1.a. HG has length 26 m (same as the base of the cuboid), so the length of GM is 13 m. If OG = 30 m, then by the Pythagorean theorem, we have
OM² + (13 m)² = (30 m)² ===> OM = √(30² - 13²) m = √731 m ≈ 27.037 m
1.b. Let P be the center of the square EFGH. Then using the Pythagorean theorem again, we have
OP² + (13 m)² = (√731 m)² ===> OP = √(731 - 13²) m = √562 m
Then the total height of the tower is 70 m + √562 m ≈ 93.707 m
1.c. OM makes an angle θ with the plane EFGH such that
tan(θ) = OP/PM = (√562 m)/(13 m) ===> θ ≈ 61.261°
1.d. The given rate for cleaning doesn't quite make sense, it probably is meant to say the service charges $78 per square meter of the outside of the building. Compute the area of each exposed face (that is, excluding the base):
• Each rectangular face has length 26 m and height 70 m, hence an area of
(26 m) (70 m) = 1820 m²
• Each triangular face has height OM = √731 m and base 26 m, hence an area of
1/2 (√731 m) (26 m) = 13√731 m² ≈ 351.481 m²
Then the total area to be cleaned would be (1820 + 13√731) m², which could cost
($78/m²) ((1820 + 13√731) m²) = $(141,960 + 1014√731) ≈ $169,376.53
2.a. The volume of a sphere with radius r is 4/3 πr ³, so the volume of a hemisphere with the same radius is 2/3 πr ³. If the radius is 3 cm, then the volume of this hemisphere is
2/3 π (3 cm)³ = 2/3 (27π cm³) = 18π cm³
2.b.

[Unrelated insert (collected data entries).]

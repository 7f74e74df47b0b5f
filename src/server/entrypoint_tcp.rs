//! TCP entry point.
//!
//! # Responsibilities
//! - Own the listening socket and accept connections
//! - Unwrap PROXY protocol headers when configured
//! - Hand every connection to the current [`TcpRouter`]
//! - Run the embedded HTTP and HTTPS servers the router forwards to
//! - Drain on shutdown: accept grace, then wait for connections up to the
//!   grace deadline, then force-close
//!
//! # Design Decisions
//! - The router is swapped whole; a connection keeps the router it was
//!   dispatched with
//! - Every connection, upgraded ones included, is tracked until its stream
//!   is dropped

use std::net::SocketAddr;
use std::sync::{Arc, Mutex};
use std::time::Duration;

use arc_swap::ArcSwap;
use tokio::net::TcpListener;
use tokio::sync::watch;
use tokio::task::JoinHandle;
use tokio_util::sync::CancellationToken;

use crate::config::schema::{EntryPointConfig, LifeCycleConfig, Protocol};
use crate::http::response::not_found_router;
use crate::http::server::HttpServer;
use crate::net::listener::{bind_tcp, ListenerError, SocketOptions};
use crate::net::proxy_protocol::ProxyProtocolPolicy;
use crate::net::{Connection, ConnectionTracker};
use crate::server::{EntryPointState, ServerError};
use crate::tcp::{TcpHandler, TcpRouter};

/// Pause after a failed accept, so fd exhaustion does not spin the loop.
const ACCEPT_ERROR_BACKOFF: Duration = Duration::from_millis(50);

/// How long force-closed connections get to unwind past the deadline. Their
/// reads and writes fail at once, so this only covers task scheduling.
const FORCE_CLOSE_WAIT: Duration = Duration::from_millis(100);

pub struct TcpEntryPoint {
    name: String,
    local_addr: SocketAddr,
    listener: Mutex<Option<TcpListener>>,
    proxy_protocol: Option<Arc<ProxyProtocolPolicy>>,
    life_cycle: LifeCycleConfig,
    client_hello_timeout: Duration,
    router: Arc<ArcSwap<TcpRouter>>,
    http: HttpServer,
    https: HttpServer,
    tracker: ConnectionTracker,
    state: watch::Sender<EntryPointState>,
    token: CancellationToken,
    accept_task: tokio::sync::Mutex<Option<JoinHandle<()>>>,
}

impl TcpEntryPoint {
    /// Bind the listener. Traffic flows only after [`start`](Self::start).
    pub fn bind(name: impl Into<String>, config: &EntryPointConfig) -> Result<Self, ServerError> {
        let name = name.into();
        let (address, protocol) = config
            .parse_address()
            .map_err(|reason| ServerError::Address {
                entry_point: name.clone(),
                reason,
            })?;
        if protocol != Protocol::Tcp {
            return Err(ServerError::Address {
                entry_point: name,
                reason: "not a TCP address".to_string(),
            });
        }

        let proxy_protocol = config
            .proxy_protocol
            .as_ref()
            .map(ProxyProtocolPolicy::from_config)
            .transpose()
            .map_err(|source| ServerError::ProxyProtocol {
                entry_point: name.clone(),
                source,
            })?
            .map(Arc::new);

        let options = SocketOptions {
            reuse_port: config.reuse_port,
            keep_alive: config.keep_alive,
        };
        let bind_err = |source| ServerError::Bind {
            entry_point: name.clone(),
            source,
        };
        let listener = bind_tcp(address, options).map_err(bind_err)?;
        let local_addr = listener
            .local_addr()
            .map_err(|source| bind_err(ListenerError::Bind { address, source }))?;

        let entry_point = Self {
            http: HttpServer::new(format!("{}-http", name)),
            https: HttpServer::new(format!("{}-https", name)),
            name,
            local_addr,
            listener: Mutex::new(Some(listener)),
            proxy_protocol,
            life_cycle: config.transport.life_cycle.clone(),
            client_hello_timeout: config.transport.client_hello_timeout,
            router: Arc::new(ArcSwap::from_pointee(TcpRouter::new())),
            tracker: ConnectionTracker::new(),
            state: watch::Sender::new(EntryPointState::Created),
            token: CancellationToken::new(),
            accept_task: tokio::sync::Mutex::new(None),
        };
        entry_point.switch_router(default_router());
        Ok(entry_point)
    }

    pub fn name(&self) -> &str {
        &self.name
    }

    pub fn local_addr(&self) -> SocketAddr {
        self.local_addr
    }

    pub fn state(&self) -> EntryPointState {
        *self.state.borrow()
    }

    pub fn active_connections(&self) -> usize {
        self.tracker.active_count()
    }

    /// Wire `router` to this entry point and make it current.
    ///
    /// The router is completed before the swap: forwarders, peek timeout,
    /// and the embedded servers' handlers.
    pub fn switch_router(&self, mut router: TcpRouter) {
        router.set_forwarders(self.http.forwarder(), self.https.forwarder());
        router.client_hello_timeout_or(self.client_hello_timeout);

        self.http.switch_handler(
            router
                .http_handler()
                .cloned()
                .unwrap_or_else(not_found_router),
        );
        self.https.switch_handler(
            router
                .https_handler()
                .cloned()
                .unwrap_or_else(not_found_router),
        );

        self.router.store(Arc::new(router));
        tracing::debug!(entry_point = %self.name, "Router switched");
    }

    /// Start accepting. Only the first call has an effect.
    pub fn start(&self) {
        let Some(listener) = self.listener.lock().ok().and_then(|mut l| l.take()) else {
            return;
        };

        self.http.start();
        self.https.start();

        let task = tokio::spawn(accept_loop(
            self.name.clone(),
            listener,
            self.router.clone(),
            self.proxy_protocol.clone(),
            self.tracker.clone(),
            self.token.clone(),
        ));
        if let Ok(mut slot) = self.accept_task.try_lock() {
            *slot = Some(task);
        }

        self.state.send_replace(EntryPointState::Running);
        tracing::info!(entry_point = %self.name, address = %self.local_addr, "Entry point started");
    }

    /// Drain and close.
    pub async fn shutdown(&self) {
        let proceed = self.state.send_if_modified(|state| match state {
            EntryPointState::Created | EntryPointState::Running => {
                *state = EntryPointState::Draining;
                true
            }
            EntryPointState::Draining | EntryPointState::Closed => false,
        });
        if !proceed {
            return;
        }

        let accept_grace = self.life_cycle.request_accept_grace_timeout;
        if !accept_grace.is_zero() {
            tracing::info!(
                entry_point = %self.name,
                timeout_ms = accept_grace.as_millis() as u64,
                "Still accepting connections during accept grace"
            );
            tokio::time::sleep(accept_grace).await;
        }

        self.token.cancel();
        if let Some(task) = self.accept_task.lock().await.take() {
            if let Err(e) = task.await {
                tracing::error!(entry_point = %self.name, error = %e, "Accept loop failed");
            }
        }
        // A listener that never started is closed here.
        drop(self.listener.lock().ok().and_then(|mut l| l.take()));

        let grace = self.life_cycle.grace_timeout;
        let drain = async {
            tokio::join!(
                self.http.shutdown(),
                self.https.shutdown(),
                self.tracker.wait_idle()
            );
        };

        let drained = !grace.is_zero() && tokio::time::timeout(grace, drain).await.is_ok();
        if drained {
            tracing::debug!(entry_point = %self.name, "Connections drained");
        } else {
            let closed = self.tracker.close_all();
            if closed > 0 {
                tracing::warn!(
                    entry_point = %self.name,
                    connections = closed,
                    grace_ms = grace.as_millis() as u64,
                    "Grace timeout exceeded, closing remaining connections"
                );
            }
            let unwind = async {
                tokio::join!(
                    self.http.shutdown(),
                    self.https.shutdown(),
                    self.tracker.wait_idle()
                );
            };
            if tokio::time::timeout(FORCE_CLOSE_WAIT, unwind).await.is_err() {
                tracing::warn!(entry_point = %self.name, "Connections still unwinding after force close");
            }
        }

        self.state.send_replace(EntryPointState::Closed);
        tracing::info!(entry_point = %self.name, "Entry point closed");
    }
}

/// Router of an entry point no configuration targets: 404 over HTTP, no
/// TLS, no TCP routes.
pub fn default_router() -> TcpRouter {
    let mut router = TcpRouter::new();
    router.set_http_handler(not_found_router());
    router
}

async fn accept_loop(
    name: String,
    listener: TcpListener,
    router: Arc<ArcSwap<TcpRouter>>,
    proxy_protocol: Option<Arc<ProxyProtocolPolicy>>,
    tracker: ConnectionTracker,
    token: CancellationToken,
) {
    loop {
        let stream = tokio::select! {
            _ = token.cancelled() => break,
            accepted = listener.accept() => match accepted {
                Ok((stream, _)) => stream,
                Err(e) => {
                    tracing::error!(entry_point = %name, error = %ListenerError::Accept(e), "Accept failed");
                    tokio::time::sleep(ACCEPT_ERROR_BACKOFF).await;
                    continue;
                }
            },
        };

        let mut conn = match Connection::tracked(stream, &tracker) {
            Ok(conn) => conn,
            Err(e) => {
                tracing::debug!(entry_point = %name, error = %e, "Dropping connection without addresses");
                continue;
            }
        };
        tracing::trace!(
            entry_point = %name,
            connection_id = %conn.id(),
            peer_addr = %conn.peer_addr(),
            "Connection accepted"
        );

        let router = router.clone();
        let proxy_protocol = proxy_protocol.clone();
        tokio::spawn(async move {
            if let Some(policy) = proxy_protocol {
                if let Err(e) = policy.unwrap(&mut conn).await {
                    tracing::debug!(connection_id = %conn.id(), error = %e, "Invalid PROXY header, closing");
                    return;
                }
            }
            let router = router.load_full();
            router.serve_tcp(conn).await;
        });
    }

    tracing::debug!(entry_point = %name, "Accept loop stopped");
}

The volume of a right cone with base radius r and height h is 1/3 πr ²h. Note that the cone has the same radius as the hemisphere, r = 3 cm. If this volume is 2/3 as large as the hemisphere's, then solve for the height h :
1/3 π (3 cm)²h = 2/3 (18π cm³)
(3π cm²) h = 12π cm³
h = (12π cm³) / (3π cm²)
h = 4 cm
2.c. Using the Pythagorean theorem,
h ² + r ² = ℓ ² ===> ℓ = √((4 cm)² + (3 cm)²) = √25 cm = 5 cm
2.d. The angle θ between the slant height and the flat of the hemisphere is such that
tan(θ) = r/h = (3 cm)/(4 cm) ===> θ ≈ 36.87°